De acordo com os peritos brasileiros, a niteroiense Juliana Marins, morreu 32h depois da primeira queda sofrida no vulcão Rinjani. A informação foi divulgada na tarde desta sexta-feira (11) durante a coletiva promovida pela família da jovem, para divulgar o resultado ofical da segunda autópsia, que desta vez foi realizada no Brasil.
A cronologia estimada é de que a primeira queda ocorreu no dia 20 de junho, por volta das 17h, no horário da Indonésia. Juliana caiu cerca de 220 metros até um paredão rochoso. O desfecho fatal aconteceu após a segunda queda, onde Juliana escorregou de costas por mais 60 metros. Com o impacto, ela sofreu lesões poliviscerais e politraumatismo, que provocaram uma hemorragia interna. Entre 10 e 15 minutos depois, por volta das 12h do dia 22, ela não resistiu e veio a óbito. O corpo ainda deslizaria mais até o ponto onde foi encontrado, a 650 metros de profundidade.
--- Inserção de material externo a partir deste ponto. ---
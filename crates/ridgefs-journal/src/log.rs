//! The write-ahead edit log.
//!
//! `log_edit` assigns the next txid and appends to the in-memory double
//! buffer; it never waits for disk. Flushing swaps the buffers and
//! migrates the previously-active records to an immutable on-disk
//! segment file named `{start}_{end}.editlog`. Records within a segment
//! are `[4-byte LE length][bincode record]` so segments can be parsed
//! without an index.

use crate::buffer::DoubleBuffer;
use crate::record::{EditOp, EditRecord};
use parking_lot::Mutex;
use ridgefs_common::{AttrMap, Error, Result};
use std::fs::{self, File};
use std::io::{Read, Write};
use std::path::{Path, PathBuf};
use std::sync::atomic::{AtomicU64, Ordering};
use tracing::{debug, warn};

/// Extension of on-disk edit log segments.
const SEGMENT_EXT: &str = "editlog";

/// An on-disk segment and the txid range it covers.
#[derive(Clone, Debug, PartialEq, Eq)]
pub struct SegmentFile {
    pub start_tx_id: u64,
    pub end_tx_id: u64,
    pub path: PathBuf,
}

impl SegmentFile {
    /// Parse `{start}_{end}.editlog` into a segment descriptor.
    fn from_path(path: &Path) -> Option<Self> {
        if path.extension()?.to_str()? != SEGMENT_EXT {
            return None;
        }
        let stem = path.file_stem()?.to_str()?;
        let (start, end) = stem.split_once('_')?;
        Some(Self {
            start_tx_id: start.parse().ok()?,
            end_tx_id: end.parse().ok()?,
            path: path.to_path_buf(),
        })
    }
}

/// List segment files in `dir`, sorted ascending by start txid.
pub fn list_segments(dir: &Path) -> Result<Vec<SegmentFile>> {
    let mut segments = Vec::new();
    for entry in fs::read_dir(dir)? {
        let entry = entry?;
        if let Some(segment) = SegmentFile::from_path(&entry.path()) {
            segments.push(segment);
        }
    }
    segments.sort_by_key(|s| s.start_tx_id);
    Ok(segments)
}

/// Read every parseable record from a segment file.
///
/// A record whose payload fails to decode is skipped with a warning and
/// reading continues at the next length prefix. A truncated tail (length
/// prefix promising more bytes than remain) ends the segment.
pub fn read_segment(path: &Path) -> Result<Vec<EditRecord>> {
    let mut bytes = Vec::new();
    File::open(path)?.read_to_end(&mut bytes)?;

    let mut records = Vec::new();
    let mut offset = 0usize;
    while offset + 4 <= bytes.len() {
        let len = u32::from_le_bytes(bytes[offset..offset + 4].try_into().unwrap_or([0; 4])) as usize;
        offset += 4;
        if offset + len > bytes.len() {
            warn!(
                path = %path.display(),
                "segment truncated mid-record; dropping tail"
            );
            break;
        }
        match EditRecord::from_bytes(&bytes[offset..offset + len]) {
            Ok(record) => records.push(record),
            Err(e) => warn!(
                path = %path.display(),
                "skipping malformed edit record: {e}"
            ),
        }
        offset += len;
    }
    Ok(records)
}

/// The edit log: txid assignment, double-buffered appends, segment
/// flushing, and the read-only fetch cursor for standby pulls.
pub struct EditLog {
    dir: PathBuf,
    next_tx_id: AtomicU64,
    buffers: Mutex<DoubleBuffer>,
    /// Serializes flushers; held across segment I/O so the syncing side
    /// is idle whenever anyone else swaps.
    flush_lock: Mutex<()>,
    flush_threshold_bytes: usize,
}

impl EditLog {
    /// Open the log rooted at `dir`, creating the directory if needed.
    pub fn open(dir: impl Into<PathBuf>, flush_threshold_bytes: usize) -> Result<Self> {
        let dir = dir.into();
        fs::create_dir_all(&dir)?;
        // Discard temp files from flushes that died mid-write; their
        // records were never acknowledged as flushed.
        for entry in fs::read_dir(&dir)? {
            let path = entry?.path();
            if path.extension().is_some_and(|e| e == "tmp") {
                warn!(path = %path.display(), "removing abandoned segment temp file");
                fs::remove_file(&path)?;
            }
        }
        Ok(Self {
            dir,
            next_tx_id: AtomicU64::new(0),
            buffers: Mutex::new(DoubleBuffer::new()),
            flush_lock: Mutex::new(()),
            flush_threshold_bytes,
        })
    }

    /// Assign the next txid to the mutation and buffer its record.
    ///
    /// Returns once the in-memory append completes. If the active buffer
    /// has crossed the flush threshold, the caller pays for a forced
    /// synchronous flush before returning, bounding worst-case loss and
    /// standby lag.
    pub fn log_edit(&self, op: EditOp, path: &str, attributes: &AttrMap) -> Result<u64> {
        let tx_id = self.next_tx_id.fetch_add(1, Ordering::SeqCst) + 1;
        let record = EditRecord::new(tx_id, op, path, attributes.clone());
        let encoded_len = record.encoded_len()?;

        let force_flush = {
            let mut buffers = self.buffers.lock();
            buffers.append(record, encoded_len + 4);
            buffers.active_bytes() >= self.flush_threshold_bytes
        };
        if force_flush {
            self.flush()?;
        }
        Ok(tx_id)
    }

    /// Migrate buffered records to a new immutable segment file.
    ///
    /// Returns the `(start, end)` txid range written, or `None` if there
    /// was nothing to flush.
    pub fn flush(&self) -> Result<Option<(u64, u64)>> {
        let _guard = self.flush_lock.lock();

        let pending = {
            let mut buffers = self.buffers.lock();
            buffers.swap_and_take()
        };
        if pending.is_empty() {
            return Ok(None);
        }

        let start = pending[0].tx_id;
        let end = pending[pending.len() - 1].tx_id;
        match self.write_segment(&pending, start, end) {
            Ok(()) => {
                self.buffers.lock().recycle(pending);
                debug!(start, end, "flushed edit log segment");
                Ok(Some((start, end)))
            }
            Err(e) => {
                // The buffer is the only copy of these acknowledged
                // edits; hand them back so the next flush retries.
                let bytes = pending
                    .iter()
                    .map(|r| r.encoded_len().map_or(0, |n| n + 4))
                    .sum();
                self.buffers.lock().restore(pending, bytes);
                warn!(start, end, "segment write failed, records kept for retry: {e}");
                Err(e)
            }
        }
    }

    /// Write records to a temporary file, then rename it to its final
    /// segment name. A failure mid-write never leaves a partial file at
    /// a name the segment reader trusts.
    fn write_segment(&self, records: &[EditRecord], start: u64, end: u64) -> Result<()> {
        let path = self.dir.join(format!("{start}_{end}.{SEGMENT_EXT}"));
        let tmp = self.dir.join(format!("{start}_{end}.{SEGMENT_EXT}.tmp"));
        let mut file = File::create(&tmp)?;
        for record in records {
            let payload = record.to_bytes()?;
            let len = u32::try_from(payload.len())
                .map_err(|_| Error::Serialization("edit record exceeds u32 length".into()))?;
            file.write_all(&len.to_le_bytes())?;
            file.write_all(&payload)?;
        }
        file.sync_all()?;
        fs::rename(&tmp, &path)?;
        Ok(())
    }

    /// Read-only cursor for a standby pull: every record with txid
    /// greater than `from_tx_id`, from flushed segments first and then
    /// the still-unflushed buffer. Mutates neither.
    pub fn fetch_from(&self, from_tx_id: u64) -> Result<Vec<EditRecord>> {
        // Hold the flush lock so no record is mid-migration between the
        // buffer and a segment while we assemble the view.
        let _guard = self.flush_lock.lock();

        let mut out = Vec::new();
        for segment in list_segments(&self.dir)? {
            if segment.end_tx_id <= from_tx_id {
                continue;
            }
            out.extend(
                read_segment(&segment.path)?
                    .into_iter()
                    .filter(|r| r.tx_id > from_tx_id),
            );
        }
        out.extend(
            self.buffers
                .lock()
                .unflushed()
                .into_iter()
                .filter(|r| r.tx_id > from_tx_id),
        );
        out.sort_by_key(|r| r.tx_id);
        Ok(out)
    }

    /// Highest txid assigned so far (0 before the first edit).
    #[must_use]
    pub fn last_assigned_tx_id(&self) -> u64 {
        self.next_tx_id.load(Ordering::SeqCst)
    }

    /// Seed the txid counter after recovery so new edits continue past
    /// the replayed history.
    pub fn seed_tx_id(&self, last_tx_id: u64) {
        self.next_tx_id.fetch_max(last_tx_id, Ordering::SeqCst);
    }

    /// Directory holding this log's segment files.
    #[must_use]
    pub fn dir(&self) -> &Path {
        &self.dir
    }
}
//! Request extractors: [`auth::AuthUser`] for every lock endpoint,
//! [`rbac::RequireAdmin`] for the admin ones.

pub mod auth;
pub mod rbac;
//! [`LockTransport`] that calls a coordinator in the same process.

use std::sync::Arc;

use async_trait::async_trait;
use editlock_core::conflict::{SaveAttempt, SaveOutcome};
use editlock_core::coordinator::LockCoordinator;
use editlock_core::lock::{AcquireOutcome, LockStatus, RefreshOutcome, ReleaseOutcome};
use editlock_core::types::{RecordId, UserId};

use crate::transport::{LockTransport, ReleaseMode, TransportError};

#[derive(Clone)]
pub struct LocalTransport {
    coordinator: Arc<LockCoordinator>,
    record_id: RecordId,
    user_id: UserId,
}

impl LocalTransport {
    pub fn new(coordinator: Arc<LockCoordinator>, record_id: RecordId, user_id: UserId) -> Self {
        Self {
            coordinator,
            record_id,
            user_id,
        }
    }
}

#[async_trait]
impl LockTransport for LocalTransport {
    async fn acquire(&self) -> Result<AcquireOutcome, TransportError> {
        Ok(self.coordinator.acquire(&self.record_id, self.user_id).await?)
    }

    async fn refresh(&self) -> Result<RefreshOutcome, TransportError> {
        Ok(self.coordinator.refresh(&self.record_id, self.user_id).await?)
    }

    // Delivery is synchronous in-process; both modes behave the same.
    async fn release(&self, _mode: ReleaseMode) -> Result<ReleaseOutcome, TransportError> {
        Ok(self.coordinator.release(&self.record_id, self.user_id).await?)
    }

    async fn inspect(&self) -> Result<LockStatus, TransportError> {
        Ok(self.coordinator.inspect(&self.record_id).await?)
    }

    async fn save(
        &self,
        attempt: &SaveAttempt,
        force: bool,
    ) -> Result<SaveOutcome, TransportError> {
        let outcome = if force {
            self.coordinator
                .force_save(&self.record_id, self.user_id, attempt)
                .await?
        } else {
            self.coordinator
                .save(&self.record_id, self.user_id, attempt)
                .await?
        };
        Ok(outcome)
    }
}
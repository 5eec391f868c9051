use axum::extract::State;
use axum::routing::get;
use axum::{Json, Router};
use serde::Serialize;

use crate::state::AppState;

#[derive(Serialize)]
pub struct HealthResponse {
    /// `"ok"`, or `"degraded"` when the database does not answer.
    pub status: &'static str,
    pub version: &'static str,
    /// Which lock store backs the coordinator: `"postgres"` or `"memory"`.
    pub store: &'static str,
    /// Absent when running in memory.
    pub db_healthy: Option<bool>,
}

async fn health(State(state): State<AppState>) -> Json<HealthResponse> {
    let (store, db_healthy) = match &state.pool {
        Some(pool) => ("postgres", Some(editlock_db::health_check(pool).await.is_ok())),
        None => ("memory", None),
    };

    Json(HealthResponse {
        status: if db_healthy == Some(false) { "degraded" } else { "ok" },
        version: env!("CARGO_PKG_VERSION"),
        store,
        db_healthy,
    })
}

/// `GET /health`, mounted at the root rather than under the API prefix.
pub fn router() -> Router<AppState> {
    Router::new().route("/health", get(health))
}
use editlock_core::error::CoreError;
use editlock_core::settings::LockSettings;

use crate::auth::jwt::JwtConfig;

/// Everything the server reads from its environment at startup.
#[derive(Debug, Clone)]
pub struct ServerConfig {
    pub host: String,
    pub port: u16,
    /// Browser origins allowed to call the lock endpoints.
    pub cors_origins: Vec<String>,
    pub request_timeout_secs: u64,
    /// Period of the expired-lock purge.
    pub lock_sweep_interval_secs: u64,
    pub lock: LockSettings,
    pub jwt: JwtConfig,
}

impl ServerConfig {
    /// | Env Var                    | Default                 |
    /// |----------------------------|-------------------------|
    /// | `HOST`                     | `0.0.0.0`               |
    /// | `PORT`                     | `3000`                  |
    /// | `CORS_ORIGINS`             | `http://localhost:5173` |
    /// | `REQUEST_TIMEOUT_SECS`     | `30`                    |
    /// | `LOCK_SWEEP_INTERVAL_SECS` | `60`                    |
    ///
    /// plus [`LockSettings::from_env`] and [`JwtConfig::from_env`].
    pub fn from_env() -> Result<Self, CoreError> {
        let lock_sweep_interval_secs: u64 = parse_env("LOCK_SWEEP_INTERVAL_SECS", 60)?;
        if lock_sweep_interval_secs == 0 {
            return Err(CoreError::Validation(
                "LOCK_SWEEP_INTERVAL_SECS must be greater than 0".into(),
            ));
        }

        Ok(Self {
            host: std::env::var("HOST").unwrap_or_else(|_| "0.0.0.0".to_string()),
            port: parse_env("PORT", 3000)?,
            cors_origins: csv_env("CORS_ORIGINS", "http://localhost:5173"),
            request_timeout_secs: parse_env("REQUEST_TIMEOUT_SECS", 30)?,
            lock_sweep_interval_secs,
            lock: LockSettings::from_env()?,
            jwt: JwtConfig::from_env()?,
        })
    }
}

/// Parse an optional variable, falling back to `default` when unset.
pub(crate) fn parse_env<T: std::str::FromStr>(key: &str, default: T) -> Result<T, CoreError> {
    match std::env::var(key) {
        Ok(raw) => raw
            .trim()
            .parse()
            .map_err(|_| CoreError::Validation(format!("{key} has an invalid value: '{raw}'"))),
        Err(_) => Ok(default),
    }
}

fn csv_env(key: &str, default: &str) -> Vec<String> {
    std::env::var(key)
        .unwrap_or_else(|_| default.to_string())
        .split(',')
        .map(str::trim)
        .filter(|s| !s.is_empty())
        .map(String::from)
        .collect()
}
use axum::routing::post;
use axum::Router;

use crate::handlers::records;
use crate::state::AppState;

/// Record routes mounted at `/records`.
///
/// ```text
/// POST /{entity_type}/{entity_id}/save   -> save_record
/// ```
pub fn router() -> Router<AppState> {
    Router::new().route("/{entity_type}/{entity_id}/save", post(records::save_record))
}
use std::fmt;

use serde::{Deserialize, Serialize};

use crate::error::CoreError;

/// All database primary keys are PostgreSQL BIGSERIAL.
pub type DbId = i64;

/// Identity of a lock holder (the authenticated user's id).
pub type UserId = DbId;

/// All timestamps are UTC.
pub type Timestamp = chrono::DateTime<chrono::Utc>;

/// Maximum length of an entity type slug.
pub const MAX_ENTITY_TYPE_LEN: usize = 64;

/// Reference to a lockable record: `(entity_type, entity_id)`.
#[derive(Debug, Clone, PartialEq, Eq, Hash, PartialOrd, Ord, Serialize, Deserialize)]
pub struct RecordId {
    pub entity_type: String,
    pub entity_id: DbId,
}

impl RecordId {
    /// Build a record reference, rejecting malformed types and non-positive ids.
    pub fn new(entity_type: impl Into<String>, entity_id: DbId) -> Result<Self, CoreError> {
        let record = Self {
            entity_type: entity_type.into(),
            entity_id,
        };
        record.validate()?;
        Ok(record)
    }

    pub fn validate(&self) -> Result<(), CoreError> {
        let entity_type = self.entity_type.as_str();
        if entity_type.is_empty() || entity_type.len() > MAX_ENTITY_TYPE_LEN {
            return Err(CoreError::Validation(format!(
                "entity_type must be 1..={MAX_ENTITY_TYPE_LEN} characters, got {}",
                entity_type.len()
            )));
        }
        if !entity_type
            .chars()
            .all(|c| c.is_ascii_lowercase() || c.is_ascii_digit() || c == '_')
        {
            return Err(CoreError::Validation(format!(
                "Invalid entity_type '{entity_type}'. Use lowercase letters, digits and '_'"
            )));
        }
        if self.entity_id <= 0 {
            return Err(CoreError::Validation(format!(
                "entity_id must be positive, got {}",
                self.entity_id
            )));
        }
        Ok(())
    }
}

impl fmt::Display for RecordId {
    fn fmt(&self, f: &mut fmt::Formatter<'_>) -> fmt::Result {
        write!(f, "{}/{}", self.entity_type, self.entity_id)
    }
}

/// Opaque marker of a record's last persisted modification.
#[derive(Debug, Clone, PartialEq, Eq, Hash, Serialize, Deserialize)]
#[serde(transparent)]
pub struct VersionToken(pub String);

impl VersionToken {
    /// Mint a fresh, time-ordered token.
    pub fn generate() -> Self {
        Self(uuid::Uuid::now_v7().to_string())
    }

    pub fn as_str(&self) -> &str {
        &self.0
    }
}

impl From<&str> for VersionToken {
    fn from(value: &str) -> Self {
        Self(value.to_string())
    }
}

impl fmt::Display for VersionToken {
    fn fmt(&self, f: &mut fmt::Formatter<'_>) -> fmt::Result {
        f.write_str(&self.0)
    }
}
A primeira equipe de resgate foi acionada pelo parque 2h23 depois da queda de Juliana e a equipe saiu da base do parque 4 horas depois da queda. “Dezoito horas depois da queda, a equipe de resgate do Basarnas conseguiu descer 150 metros de rapel, mas Juliana estava em um Ponto mais abaixo na montanha”, explicou Mariana.
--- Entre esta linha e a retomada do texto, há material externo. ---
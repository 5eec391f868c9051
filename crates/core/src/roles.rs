//! Well-known role name constants carried in access tokens.

/// May list and force-unlock any lock.
pub const ROLE_ADMIN: &str = "admin";
pub const ROLE_EDITOR: &str = "editor";
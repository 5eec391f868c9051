//! Wall-clock source for lease arithmetic.
//!
//! Timestamps are truncated to microseconds so that values round-trip
//! through PostgreSQL `TIMESTAMPTZ` unchanged; the compare-and-swap in the
//! database store relies on exact equality.

use std::sync::Mutex;

use chrono::{SubsecRound, Utc};

use crate::types::Timestamp;

pub trait Clock: Send + Sync {
    fn now(&self) -> Timestamp;
}

/// The system UTC clock.
#[derive(Debug, Default, Clone, Copy)]
pub struct SystemClock;

impl Clock for SystemClock {
    fn now(&self) -> Timestamp {
        Utc::now().trunc_subsecs(6)
    }
}

/// A clock that only moves when told to. Used by tests across the workspace.
#[derive(Debug)]
pub struct ManualClock {
    now: Mutex<Timestamp>,
}

impl ManualClock {
    pub fn new(start: Timestamp) -> Self {
        Self {
            now: Mutex::new(start.trunc_subsecs(6)),
        }
    }

    /// Start at the current system time.
    pub fn starting_now() -> Self {
        Self::new(Utc::now())
    }

    pub fn advance(&self, by: chrono::Duration) {
        if let Ok(mut now) = self.now.lock() {
            *now += by;
        }
    }

    pub fn set(&self, to: Timestamp) {
        if let Ok(mut now) = self.now.lock() {
            *now = to.trunc_subsecs(6);
        }
    }
}

impl Clock for ManualClock {
    fn now(&self) -> Timestamp {
        match self.now.lock() {
            Ok(now) => *now,
            Err(poisoned) => *poisoned.into_inner(),
        }
    }
}

#[cfg(test)]
mod tests {
    use super::*;

    #[test]
    fn test_manual_clock_advances() {
        let clock = ManualClock::starting_now();
        let start = clock.now();
        clock.advance(chrono::Duration::seconds(90));
        assert_eq!(clock.now() - start, chrono::Duration::seconds(90));
    }

    #[test]
    fn test_system_clock_has_microsecond_precision() {
        let now = SystemClock.now();
        assert_eq!(now.timestamp_subsec_nanos() % 1_000, 0);
    }
}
“Nem se juliana estivesse no mesmo local eles conseguiriam chegar até ela, porque eles só conseguiram chegar até 150 metros e ela estava a 220 metros.”
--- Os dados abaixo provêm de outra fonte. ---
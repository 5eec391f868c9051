//! Lock records, status snapshots and coordinator outcomes.

use serde::{Deserialize, Serialize};

use crate::types::{RecordId, Timestamp, UserId, VersionToken};

/// One lease on one record. At most one is live per record at any instant.
#[derive(Debug, Clone, PartialEq, Eq, Serialize, Deserialize)]
pub struct LockRecord {
    pub record_id: RecordId,
    pub holder: UserId,
    pub acquired_at: Timestamp,
    pub expires_at: Timestamp,
    /// The record's version when the lease was taken or last refreshed.
    pub version_token: Option<VersionToken>,
}

impl LockRecord {
    /// A lease whose `expires_at` is not in the future is logically absent.
    pub fn is_live(&self, now: Timestamp) -> bool {
        self.expires_at > now
    }

    pub fn is_held_by(&self, user: UserId) -> bool {
        self.holder == user
    }

    /// Seconds until expiry; negative once expired.
    pub fn seconds_remaining(&self, now: Timestamp) -> i64 {
        (self.expires_at - now).num_seconds()
    }
}

/// Read-only snapshot returned by `Inspect`.
#[derive(Debug, Clone, PartialEq, Eq, Serialize, Deserialize)]
pub struct LockStatus {
    pub record_id: RecordId,
    /// The live lock, if any. Expired rows are never reported here.
    pub lock: Option<LockRecord>,
    pub checked_at: Timestamp,
}

impl LockStatus {
    pub fn is_locked(&self) -> bool {
        self.lock.is_some()
    }

    /// A lock never applies to its own holder.
    pub fn applies_to(&self, viewer: UserId) -> bool {
        self.lock.as_ref().is_some_and(|l| !l.is_held_by(viewer))
    }

    pub fn seconds_remaining(&self) -> Option<i64> {
        self.lock.as_ref().map(|l| l.seconds_remaining(self.checked_at))
    }

    /// How the lock looks from `viewer`'s seat, for list/detail displays.
    pub fn view_for(&self, viewer: UserId) -> LockView {
        match &self.lock {
            None => LockView::Unlocked,
            Some(lock) if lock.is_held_by(viewer) => LockView::HeldBySelf {
                seconds_remaining: lock.seconds_remaining(self.checked_at),
            },
            Some(lock) => LockView::HeldByOther {
                holder: lock.holder,
                seconds_remaining: lock.seconds_remaining(self.checked_at),
            },
        }
    }
}

#[derive(Debug, Clone, PartialEq, Eq, Serialize, Deserialize)]
#[serde(tag = "view", rename_all = "snake_case")]
pub enum LockView {
    Unlocked,
    HeldBySelf { seconds_remaining: i64 },
    HeldByOther { holder: UserId, seconds_remaining: i64 },
}

#[derive(Debug, Clone, PartialEq, Eq, Serialize, Deserialize)]
#[serde(tag = "outcome", rename_all = "snake_case")]
pub enum AcquireOutcome {
    /// A fresh lease was created for the requester.
    Granted(LockRecord),
    /// The requester already holds a live lease; it was left untouched.
    AlreadyYours(LockRecord),
    /// Someone else holds a live lease.
    HeldByOther(LockRecord),
}

impl AcquireOutcome {
    pub fn lock(&self) -> &LockRecord {
        match self {
            AcquireOutcome::Granted(lock)
            | AcquireOutcome::AlreadyYours(lock)
            | AcquireOutcome::HeldByOther(lock) => lock,
        }
    }
}

#[derive(Debug, Clone, PartialEq, Eq, Serialize, Deserialize)]
#[serde(tag = "outcome", rename_all = "snake_case")]
pub enum RefreshOutcome {
    Refreshed(LockRecord),
    /// Another identity holds the live lease; carries it for display.
    Conflict(LockRecord),
    /// The underlying record does not exist. [`LockCoordinator::refresh`]
    /// never reports this: with no live lock it re-takes the lease.
    ///
    /// [`LockCoordinator::refresh`]: crate::coordinator::LockCoordinator::refresh
    NotFound,
}

#[derive(Debug, Clone, Copy, PartialEq, Eq, Serialize, Deserialize)]
#[serde(tag = "outcome", rename_all = "snake_case")]
pub enum ReleaseOutcome {
    Released,
    NotHolder,
    AlreadyFree,
}

#[cfg(test)]
mod tests {
    use super::*;
    use chrono::{Duration, Utc};

    fn lock(holder: UserId, now: Timestamp) -> LockRecord {
        LockRecord {
            record_id: RecordId::new("scene", 1).unwrap(),
            holder,
            acquired_at: now,
            expires_at: now + Duration::seconds(120),
            version_token: None,
        }
    }

    #[test]
    fn test_lock_liveness_boundary() {
        let now = Utc::now();
        let l = lock(1, now);
        assert!(l.is_live(now));
        assert!(l.is_live(now + Duration::seconds(119)));
        assert!(!l.is_live(now + Duration::seconds(120)));
    }

    #[test]
    fn test_lock_applies_only_to_others() {
        let now = Utc::now();
        let status = LockStatus {
            record_id: RecordId::new("scene", 1).unwrap(),
            lock: Some(lock(1, now)),
            checked_at: now,
        };
        assert!(!status.applies_to(1));
        assert!(status.applies_to(2));
    }

    #[test]
    fn test_view_for_viewer() {
        let now = Utc::now();
        let status = LockStatus {
            record_id: RecordId::new("scene", 1).unwrap(),
            lock: Some(lock(1, now)),
            checked_at: now + Duration::seconds(20),
        };
        assert_eq!(
            status.view_for(1),
            LockView::HeldBySelf {
                seconds_remaining: 100
            }
        );
        assert_eq!(
            status.view_for(2),
            LockView::HeldByOther {
                holder: 1,
                seconds_remaining: 100
            }
        );

        let unlocked = LockStatus {
            lock: None,
            ..status
        };
        assert_eq!(unlocked.view_for(2), LockView::Unlocked);
        assert!(!unlocked.applies_to(2));
    }

    #[test]
    fn test_acquire_outcome_wire_shape() {
        let now = Utc::now();
        let outcome = AcquireOutcome::HeldByOther(lock(7, now));
        let json = serde_json::to_value(&outcome).unwrap();
        assert_eq!(json["outcome"], "held_by_other");
        assert_eq!(json["holder"], 7);

        let back: AcquireOutcome = serde_json::from_value(json).unwrap();
        assert_eq!(back, outcome);
    }

    #[test]
    fn test_release_outcome_wire_shape() {
        let json = serde_json::to_value(ReleaseOutcome::NotHolder).unwrap();
        assert_eq!(json, serde_json::json!({"outcome": "not_holder"}));
    }
}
Mariana explicou que o último registro fotográfico de Juliana com vida foi feito às 6h59 da Indonésia, por drone, no dia 21 (17h59 do Brasil). Às 7h51 ela foi vista pela última vez por uma turista espanhola, antes dela voltar para o camping. Nesse momento, Juliana ainda conseguiu gritar com os turistas europeus, pedindo ajuda. A Defesa Civil local só chegou às 19h50, depois da última vez que Juliana foi vista.
Segundo o perito Reginaldo Franklin, da Polícia Civil, com o encontro de algumas larvas no couro cabeludo de Juliana foi possível estimar, com base na biologia do inseto, a hora da morte da jovem. “Meio-dia do dia 22 (horário da Indonésia) mais 15 minutos: morte de Juliana Marins. Ela permaneceu viva por cerca de 32 horas”, afirmou.
“Na metade do dia 22 (na Indonésia), em torno de 12 horas, a jovem Juliana já estava morta, segundo essa estimativa “, disse o legista Reginaldo Franklin. Nelson Massini, perito particular que também acompanhou a perícia, observou que na primeira queda Juliana já pode ter sofrido uma lesão na coxa.
“Foi uma morte agônica, hemorrágica, sofrida”, disse ele.
Durante a coletiva a família declarou que ainda não decidiu se vai tomar alguma nova providência sobre o caso.